**PROBLEM TO SOLVE**
Take the material below and reproduce, word for word, only the lines from the line with "#[derive(Debug, Clone, Copy, PartialEq)]" through the line with "and the same".
─── SUPPLIED DATA
use std::str::FromStr;

use tastyroot_core::DatabaseConfig;
use thiserror::Error;

use crate::registrar::DEFAULT_MAX_BODY_BYTES;

const DEFAULT_HOST: &str = "127.0.0.1";
const DEFAULT_PORT: u16 = 8000;
const DEFAULT_DATABASE_ADDR: &str = "127.0.0.1:27017";
const DEFAULT_DATABASE: &str = "godb";
const DEFAULT_COLLECTION: &str = "cats";
const DEFAULT_PAGE_SIZE: usize = 10;

#[derive(Debug, Error, PartialEq, Eq)]
pub enum ConfigError {
    #[error("{name} must be {expected}, got {value:?}")]
    Invalid {
        name: &'static str,
        expected: &'static str,
        value: String,
    },
}

/// Server configuration loaded from environment variables.
#[derive(Debug, Clone, PartialEq, Eq)]
pub struct ServerConfig {
    pub host: String,
    pub port: u16,
    pub max_body_bytes: usize,
    pub database: DatabaseConfig,
}

impl ServerConfig {
    /// Load configuration from the process environment.
    ///
    /// - `TASTYROOT_HOST` (default `127.0.0.1`), `PORT` (default 8000)
    /// - `TASTYROOT_MAX_BODY_BYTES` (default 1 MiB)
    /// - `TASTYROOT_DATABASE_ADDR`, `TASTYROOT_DATABASE`,
    ///   `TASTYROOT_COLLECTION`, `TASTYROOT_PAGE_SIZE` (default 10)
    pub fn from_env() -> Result<Self, ConfigError> {
        Self::from_lookup(|name| std::env::var(name).ok())
    }

    /// Same as `from_env`, reading variables through `lookup`.
    pub fn from_lookup(lookup: impl Fn(&str) -> Option<String>) -> Result<Self, ConfigError> {
        let string = |name: &str, default: &str| lookup(name).unwrap_or_else(|| default.to_string());

        let port = parse(&lookup, "PORT", "a port number", DEFAULT_PORT)?;
        let max_body_bytes = parse(
            &lookup,
            "TASTYROOT_MAX_BODY_BYTES",
            "a byte count",
            DEFAULT_MAX_BODY_BYTES,
        )?;
        let page_size: usize = parse(
            &lookup,
            "TASTYROOT_PAGE_SIZE",
            "a positive integer",
            DEFAULT_PAGE_SIZE,
        )?;
        if page_size == 0 {
            return Err(ConfigError::Invalid {
                name: "TASTYROOT_PAGE_SIZE",
                expected: "a positive integer",
                value: "0".to_string(),
            });
        }

        Ok(Self {
            host: string("TASTYROOT_HOST", DEFAULT_HOST),
            port,
            max_body_bytes,
            database: DatabaseConfig::new(
                string("TASTYROOT_DATABASE_ADDR", DEFAULT_DATABASE_ADDR),
                string("TASTYROOT_DATABASE", DEFAULT_DATABASE),
                string("TASTYROOT_COLLECTION", DEFAULT_COLLECTION),
                page_size,
            ),
        })
    }

    pub fn listen_addr(&self) -> String {
        format!("{}:{}", self.host, self.port)
    }
}

fn parse<T: FromStr>(
    lookup: &impl Fn(&str) -> Option<String>,
    name: &'static str,
    expected: &'static str,
    default: T,
) -> Result<T, ConfigError> {
    match lookup(name) {
        Some(value) => value.trim().parse().map_err(|_| ConfigError::Invalid {
            name,
            expected,
            value,
        }),
        None => Ok(default),
    }
}
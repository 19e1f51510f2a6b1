use axum::http::{self, header, Request, StatusCode};
use axum::Router;
use http_body_util::BodyExt;
use serde::Serialize;
use serde_json::Value;
use tastyroot_core::{Resource, StaticEngine};
use tastyroot_server::{app, Registrar, ServerConfig};
use tower::ServiceExt;

#[derive(Serialize)]
struct TestCat {
    #[serde(rename = "Name")]
    name: String,
}

async fn body_json(response: axum::response::Response) -> Value {
    let bytes = response.into_body().collect().await.unwrap().to_bytes();
    serde_json::from_slice(&bytes).unwrap()
}

async fn body_bytes(response: axum::response::Response) -> bytes::Bytes {
    response.into_body().collect().await.unwrap().to_bytes()
}

fn get(uri: &str) -> Request<String> {
    Request::builder().uri(uri).body(String::new()).unwrap()
}

fn json_request(method: &str, uri: &str, body: &str) -> Request<String> {
    Request::builder()
        .method(method)
        .uri(uri)
        .header(http::header::CONTENT_TYPE, "application/json")
        .body(body.to_string())
        .unwrap()
}

async fn demo_app() -> Router {
    let config = ServerConfig::from_lookup(|_| None).unwrap();
    let (router, _backend) = app(&config).await.unwrap();
    router
}

fn meow_app() -> Router {
    let mut registrar = Registrar::new(Router::new());
    let cat = TestCat {
        name: "Meow".to_string(),
    };
    registrar
        .register(Resource::new("/cat", StaticEngine::new(cat)).unwrap())
        .unwrap();
    registrar.into_router()
}

fn ids(list: &Value) -> Vec<i64> {
    list.as_array()
        .unwrap()
        .iter()
        .map(|cat| cat["id"].as_i64().unwrap())
        .collect()
}

// --- static resources ---

#[tokio::test]
async fn static_get_returns_serialized_value() {
    let resp = meow_app().oneshot(get("/cat")).await.unwrap();

    assert_eq!(resp.status(), StatusCode::OK);
    assert_eq!(resp.headers()[header::CONTENT_TYPE], "application/json");
    assert_eq!(body_bytes(resp).await, r#"{"Name":"Meow"}"#);
}

#[tokio::test]
async fn static_post_answers_ping() {
    let resp = meow_app()
        .oneshot(
            Request::builder()
                .method("POST")
                .uri("/cat")
                .body(String::new())
                .unwrap(),
        )
        .await
        .unwrap();

    assert_eq!(resp.status(), StatusCode::OK);
    assert_eq!(resp.headers()[header::CONTENT_TYPE], "application/json");
    assert_eq!(body_bytes(resp).await, r#"{"ping":"pong"}"#);
}

#[tokio::test]
async fn static_post_ignores_body_limit() {
    let mut registrar = Registrar::new(Router::new()).with_max_body_bytes(8);
    registrar
        .register(Resource::new("/cat", StaticEngine::new("Meow")).unwrap())
        .unwrap();
    let app = registrar.into_router();
    let body = "0123456789abcdef";

    let resp = app
        .oneshot(
            Request::builder()
                .method("POST")
                .uri("/cat")
                .header(header::CONTENT_LENGTH, body.len())
                .body(body.to_string())
                .unwrap(),
        )
        .await
        .unwrap();

    assert_eq!(resp.status(), StatusCode::OK);
    assert_eq!(body_bytes(resp).await, r#"{"ping":"pong"}"#);
}

#[tokio::test]
async fn static_list_keeps_field_order() {
    let resp = demo_app().await.oneshot(get("/cats")).await.unwrap();

    assert_eq!(resp.status(), StatusCode::OK);
    assert_eq!(
        body_bytes(resp).await,
        concat!(
            r#"[{"Name":"Batman","Age":13,"Alive":true},"#,
            r#"{"Name":"Banana","Age":3,"Alive":true},"#,
            r#"{"Name":"Pong","Age":22,"Alive":false}]"#
        )
    );
}

#[tokio::test]
async fn unregistered_path_is_404() {
    let resp = meow_app().oneshot(get("/dog")).await.unwrap();
    assert_eq!(resp.status(), StatusCode::NOT_FOUND);
}

// --- database resource ---

#[tokio::test]
async fn database_list_is_newest_first() {
    let app = demo_app().await;
    for uri in ["/db/cats/", "/db/cats"] {
        let resp = app.clone().oneshot(get(uri)).await.unwrap();
        assert_eq!(resp.status(), StatusCode::OK);
        assert_eq!(ids(&body_json(resp).await), vec![3, 2, 1], "uri {uri}");
    }
}

#[tokio::test]
async fn database_get_single_item() {
    let resp = demo_app().await.oneshot(get("/db/cats/2?verbose=1")).await.unwrap();

    assert_eq!(resp.status(), StatusCode::OK);
    let cat = body_json(resp).await;
    assert_eq!(cat["name"], "Banana");
    assert_eq!(cat["age"], 3);
}

#[tokio::test]
async fn database_get_ignores_trailing_segments() {
    let resp = demo_app().await.oneshot(get("/db/cats/1/toys")).await.unwrap();
    assert_eq!(body_json(resp).await["name"], "Batman");
}

#[tokio::test]
async fn database_missing_item_is_error_envelope() {
    let resp = demo_app().await.oneshot(get("/db/cats/99")).await.unwrap();

    assert_eq!(resp.status(), StatusCode::OK);
    assert_eq!(resp.headers()[header::CONTENT_TYPE], "application/json");
    assert_eq!(
        body_bytes(resp).await,
        r#"{"error":"object with provided id not found"}"#
    );
}

#[tokio::test]
async fn database_post_missing_id() {
    let resp = demo_app()
        .await
        .oneshot(json_request("POST", "/db/cats/", r#"{"name":"Nameless"}"#))
        .await
        .unwrap();

    assert_eq!(resp.status(), StatusCode::OK);
    let envelope = body_json(resp).await;
    assert_eq!(envelope["created"], false);
    assert_eq!(envelope["error"], "missing required field \"id\"");
}

#[tokio::test]
async fn database_post_malformed_json() {
    let resp = demo_app()
        .await
        .oneshot(json_request("POST", "/db/cats/", r#"{"id":"#))
        .await
        .unwrap();

    assert_eq!(resp.status(), StatusCode::OK);
    let envelope = body_json(resp).await;
    assert_eq!(envelope["created"], false);
    assert!(envelope["error"].as_str().unwrap().starts_with("request body is not a JSON object"));
}

#[tokio::test]
async fn oversized_body_is_rejected() {
    let config = ServerConfig::from_lookup(|_| None).unwrap();
    let mut registrar = Registrar::new(Router::new()).with_max_body_bytes(16);
    let backend = tastyroot_server::demo::register(&mut registrar, &config)
        .await
        .unwrap();
    let app = registrar.into_router();
    let body = r#"{"id":4,"name":"A rather long name"}"#;

    let declared = Request::builder()
        .method("POST")
        .uri("/db/cats/")
        .header(header::CONTENT_LENGTH, body.len())
        .body(body.to_string())
        .unwrap();
    for request in [declared, json_request("POST", "/db/cats/", body)] {
        let resp = app.clone().oneshot(request).await.unwrap();
        assert_eq!(resp.status(), StatusCode::OK);
        let envelope = body_json(resp).await;
        assert_eq!(envelope["created"], false);
        assert!(envelope["error"].is_string());
    }
    assert_eq!(backend.count("godb", "cats").await, 3);
}

#[tokio::test]
async fn unsupported_method_is_405() {
    let resp = demo_app()
        .await
        .oneshot(json_request("PUT", "/db/cats/1", r#"{"id":1}"#))
        .await
        .unwrap();

    assert_eq!(resp.status(), StatusCode::METHOD_NOT_ALLOWED);
    assert_eq!(resp.headers()[header::CONTENT_TYPE], "application/json");
    assert_eq!(resp.headers()[header::ALLOW], "GET, POST");
    assert_eq!(body_json(resp).await["error"], "method PUT not allowed");
}

// --- registration ---

#[tokio::test]
async fn routers_are_independent() {
    let first = meow_app();
    let mut registrar = Registrar::new(Router::new());
    registrar
        .register(Resource::new("/cat", StaticEngine::new(vec![1, 2, 3])).unwrap())
        .unwrap();
    let second = registrar.into_router();

    let resp = first.oneshot(get("/cat")).await.unwrap();
    assert_eq!(body_bytes(resp).await, r#"{"Name":"Meow"}"#);
    let resp = second.oneshot(get("/cat")).await.unwrap();
    assert_eq!(body_bytes(resp).await, "[1,2,3]");
}

#[tokio::test]
async fn root_resource_answers_everything() {
    let mut registrar = Registrar::new(Router::new());
    registrar
        .register(Resource::new("/", StaticEngine::new("root")).unwrap())
        .unwrap();
    let app = registrar.into_router();

    for uri in ["/", "/anything", "/a/b/c"] {
        let resp = app.clone().oneshot(get(uri)).await.unwrap();
        assert_eq!(resp.status(), StatusCode::OK, "uri {uri}");
        assert_eq!(body_bytes(resp).await, r#""root""#);
    }
}

// --- full lifecycle ---

#[tokio::test]
async fn create_then_read_lifecycle() {
    use tower::Service;

    let mut app = demo_app().await.into_service();

    // create
    let resp = ServiceExt::ready(&mut app)
        .await
        .unwrap()
        .call(json_request(
            "POST",
            "/db/cats/",
            r#"{"id":4,"name":"Walker","age":2,"alive":true}"#,
        ))
        .await
        .unwrap();
    assert_eq!(resp.status(), StatusCode::OK);
    assert_eq!(body_bytes(resp).await, r#"{"created":true}"#);

    // list, newest first
    let resp = ServiceExt::ready(&mut app)
        .await
        .unwrap()
        .call(get("/db/cats/"))
        .await
        .unwrap();
    let first = body_bytes(resp).await;
    let list: Value = serde_json::from_slice(&first).unwrap();
    assert_eq!(ids(&list), vec![4, 3, 2, 1]);

    // single
    let resp = ServiceExt::ready(&mut app)
        .await
        .unwrap()
        .call(get("/db/cats/4"))
        .await
        .unwrap();
    let cat = body_json(resp).await;
    assert_eq!(cat["name"], "Walker");
    assert!(cat["_id"].is_string());

    // repeated list is byte-identical
    let resp = ServiceExt::ready(&mut app)
        .await
        .unwrap()
        .call(get("/db/cats/"))
        .await
        .unwrap();
    assert_eq!(body_bytes(resp).await, first);
}
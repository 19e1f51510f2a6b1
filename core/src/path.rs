//! Identifier extraction from request paths.

/// Returns the resource-local identifier of `path` under `base_url`.
///
/// The empty string means "the collection". Paths that do not sit under
/// `base_url` degrade to the empty string instead of failing, and only the
/// first segment after the base is used:
///
/// ```
/// use tastyroot_core::extract_id;
///
/// assert_eq!(extract_id("/cats/7/toys", "/cats"), "7");
/// assert_eq!(extract_id("/cats/", "/cats"), "");
/// assert_eq!(extract_id("/dogs/7", "/cats"), "");
/// ```
pub fn extract_id<'a>(path: &'a str, base_url: &str) -> &'a str {
    let Some(rest) = path.strip_prefix(base_url) else {
        return "";
    };
    if rest.is_empty() {
        return "";
    }

    // "/catalog" is not under "/cat"; "/cats/" bases already end on a boundary.
    let rest = match rest.strip_prefix('/') {
        Some(rest) => rest,
        None if base_url.ends_with('/') => rest,
        None => return "",
    };
    rest.split('/').next().unwrap_or("")
}
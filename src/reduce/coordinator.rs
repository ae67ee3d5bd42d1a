// SPDX-License-Identifier: MIT

use super::accumulator::SharedTotal;
use super::element::Element;
use super::partition::PartitionPlan;
use super::worker::Worker;
use crate::error::{Result, SumError};
use std::any::Any;
use std::thread;
use tracing::{debug, info};

/// Lifecycle of one reduction run, logged as it advances.
#[derive(Debug, Clone, Copy, PartialEq, Eq)]
pub enum RunPhase {
    Partitioning,
    Reducing,
    Joined,
}

/// Outcome of a successful run.
#[derive(Debug, Clone, Copy, PartialEq)]
pub struct Reduction<T> {
    /// Final value of the shared accumulator.
    pub total: T,
    /// Number of partial sums merged; equals the number of workers.
    pub merges: u64,
    /// Merges that had to spin for the lock.
    pub contended: u64,
}

/// Runs one reduction over a fixed partition plan.
///
/// Spawns one thread per range, all borrowing the same input and the same
/// [`SharedTotal`]. Every thread is joined before the total is read, so every
/// merge is visible to the final read.
pub struct Coordinator {
    plan: PartitionPlan,
}

impl Coordinator {
    pub fn new(plan: PartitionPlan) -> Self {
        Coordinator { plan }
    }

    /// Partitions `len` elements among `workers` workers.
    pub fn for_len(len: usize, workers: usize) -> Result<Self> {
        debug!(phase = ?RunPhase::Partitioning, len, workers);
        Ok(Coordinator::new(PartitionPlan::new(len, workers)?))
    }

    pub fn plan(&self) -> &PartitionPlan {
        &self.plan
    }

    /// Sums `input` with one worker per range of the plan.
    ///
    /// # Errors
    /// `InvalidArgument` if the plan does not cover exactly `input.len()`
    /// elements. `WorkerFailure` for the first failing worker (lowest id).
    /// Partial results of the other workers are discarded.
    pub fn reduce<E: Element>(&self, input: &[E]) -> Result<Reduction<E::Total>> {
        if self.plan.len() != input.len() {
            return Err(SumError::InvalidArgument(format!(
                "partition covers {} elements but input has {}",
                self.plan.len(),
                input.len()
            )));
        }
        let shared = SharedTotal::<E::Total>::new();
        debug!(phase = ?RunPhase::Reducing, workers = self.plan.workers());

        let outcomes: Vec<Result<E::Total>> = thread::scope(|scope| {
            let mut handles = Vec::with_capacity(self.plan.workers());
            let mut outcomes = Vec::new();

            for (id, range) in self.plan.iter().enumerate() {
                let worker = Worker::new(id, range.clone());
                let shared = &shared;
                let spawned = thread::Builder::new()
                    .name(format!("sum-worker-{id}"))
                    .spawn_scoped(scope, {
                        let worker = worker.clone();
                        move || worker.run(input, shared)
                    });

                match spawned {
                    Ok(handle) => handles.push((worker, handle)),
                    Err(err) => {
                        outcomes.push(Err(
                            worker.failure(format!("failed to spawn thread: {err}"))
                        ));
                        break;
                    }
                }
            }

            // Join everything that was started, even after a spawn failure.
            let mut joined: Vec<Result<E::Total>> = handles
                .into_iter()
                .map(|(worker, handle)| {
                    let outcome = handle.join().unwrap_or_else(|payload| {
                        Err(worker.failure(panic_message(payload.as_ref())))
                    });
                    debug!(
                        worker = worker.id(),
                        range = ?worker.range(),
                        ok = outcome.is_ok(),
                        "worker joined"
                    );
                    outcome
                })
                .collect();
            joined.append(&mut outcomes);
            joined
        });
        debug!(phase = ?RunPhase::Joined, workers = outcomes.len());

        if let Some(err) = outcomes.into_iter().find_map(|outcome| outcome.err()) {
            return Err(err);
        }

        let stats = shared.lock_stats();
        let merges = shared.merges();
        let total = shared.into_total();
        info!(
            len = self.plan.len(),
            workers = self.plan.workers(),
            merges,
            contended = stats.contended,
            %total,
            "reduction complete"
        );

        Ok(Reduction {
            total,
            merges,
            contended: stats.contended,
        })
    }
}

/// Sums `input` with `workers` concurrent workers.
///
/// # Errors
/// `InvalidArgument` if `workers` is zero, `WorkerFailure` if any worker
/// cannot complete its range.
pub fn run<E: Element>(input: &[E], workers: usize) -> Result<E::Total> {
    Coordinator::for_len(input.len(), workers)?
        .reduce(input)
        .map(|reduction| reduction.total)
}

fn panic_message(payload: &(dyn Any + Send)) -> String {
    if let Some(message) = payload.downcast_ref::<&str>() {
        format!("worker panicked: {message}")
    } else if let Some(message) = payload.downcast_ref::<String>() {
        format!("worker panicked: {message}")
    } else {
        "worker panicked".to_string()
    }
}

#[cfg(test)]
mod tests {
    use super::*;

    #[test]
    fn test_functionality_all_ones() {
        let input = vec![1u32; 1000];
        let reduction = Coordinator::for_len(input.len(), 4)
            .unwrap()
            .reduce(&input)
            .unwrap();

        assert_eq!(reduction.total, 1000);
        assert_eq!(reduction.merges, 4);
    }

    #[test]
    fn test_worker_count_does_not_change_integer_total() {
        let input: Vec<i32> = (0..100_003).map(|i| (i % 201) - 100).collect();
        let expected = run(&input, 1).unwrap();

        for workers in [2, 3, 4, 7, 8, 16, 33] {
            assert_eq!(run(&input, workers).unwrap(), expected);
        }
    }

    #[test]
    fn test_more_workers_than_elements() {
        let input = vec![5u8; 3];
        let reduction = Coordinator::for_len(input.len(), 8)
            .unwrap()
            .reduce(&input)
            .unwrap();

        assert_eq!(reduction.total, 15);
        assert_eq!(reduction.merges, 8);
    }

    #[test]
    fn test_empty_input_is_zero() {
        for workers in [1, 2, 16] {
            assert_eq!(run::<i64>(&[], workers).unwrap(), 0);
        }
    }

    #[test]
    fn test_single_worker_has_no_contention() {
        let input = vec![2i8; 10_000];
        let reduction = Coordinator::for_len(input.len(), 1)
            .unwrap()
            .reduce(&input)
            .unwrap();

        assert_eq!(reduction.total, 20_000);
        assert_eq!(reduction.contended, 0);
    }

    #[test]
    fn test_zero_workers_is_invalid() {
        assert!(matches!(
            run(&[1u32, 2, 3], 0),
            Err(SumError::InvalidArgument(_))
        ));
    }

    #[test]
    fn test_plan_longer_than_input_is_invalid() {
        let input = vec![1u64; 6];
        let coordinator = Coordinator::new(PartitionPlan::new(9, 3).unwrap());

        let err = coordinator.reduce(&input).unwrap_err();
        assert!(matches!(err, SumError::InvalidArgument(_)));
    }

    #[test]
    fn test_plan_shorter_than_input_is_invalid() {
        let input = vec![1u64; 10];
        let coordinator = Coordinator::new(PartitionPlan::new(3, 1).unwrap());

        let err = coordinator.reduce(&input).unwrap_err();
        assert!(matches!(err, SumError::InvalidArgument(_)));
    }

    #[test]
    fn test_panicking_worker_is_reported() {
        #[derive(Clone, Copy)]
        struct Poisoned(u32);

        impl Element for Poisoned {
            type Total = u64;

            fn widen(self) -> u64 {
                assert_ne!(self.0, 13, "poisoned element");
                self.0 as u64
            }
        }

        let mut input = vec![Poisoned(1); 40];
        input[25] = Poisoned(13);

        let err = run(&input, 4).unwrap_err();
        match err {
            SumError::WorkerFailure {
                worker,
                range,
                reason,
            } => {
                assert_eq!(worker, 2);
                assert_eq!(range, 20..30);
                assert!(reason.contains("poisoned element"), "{reason}");
            }
            other => panic!("unexpected error: {other:?}"),
        }
    }

    #[test]
    fn test_float_total_within_tolerance() {
        let input: Vec<f64> = (0..10_000).map(|i| i as f64 * 0.1).collect();
        let expected: f64 = input.iter().sum();

        for workers in [1, 4, 16] {
            let total = run(&input, workers).unwrap();
            assert!((total - expected).abs() < 1e-6 * expected.abs());
        }
    }
}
──────
**ANSWER SPACE**
#[derive(Debug, Clone, Copy, PartialEq)]
pub struct Reduction<T> {
    /// Final value of the shared accumulator.
    pub total: T,
    /// Number of partial sums merged; equals the number of workers.
    pub merges: u64,
    /// Merges that had to spin for the lock.
    pub contended: u64,
}

/// Runs one reduction over a fixed partition plan.
///
/// Spawns one thread per range, all borrowing the same input and the same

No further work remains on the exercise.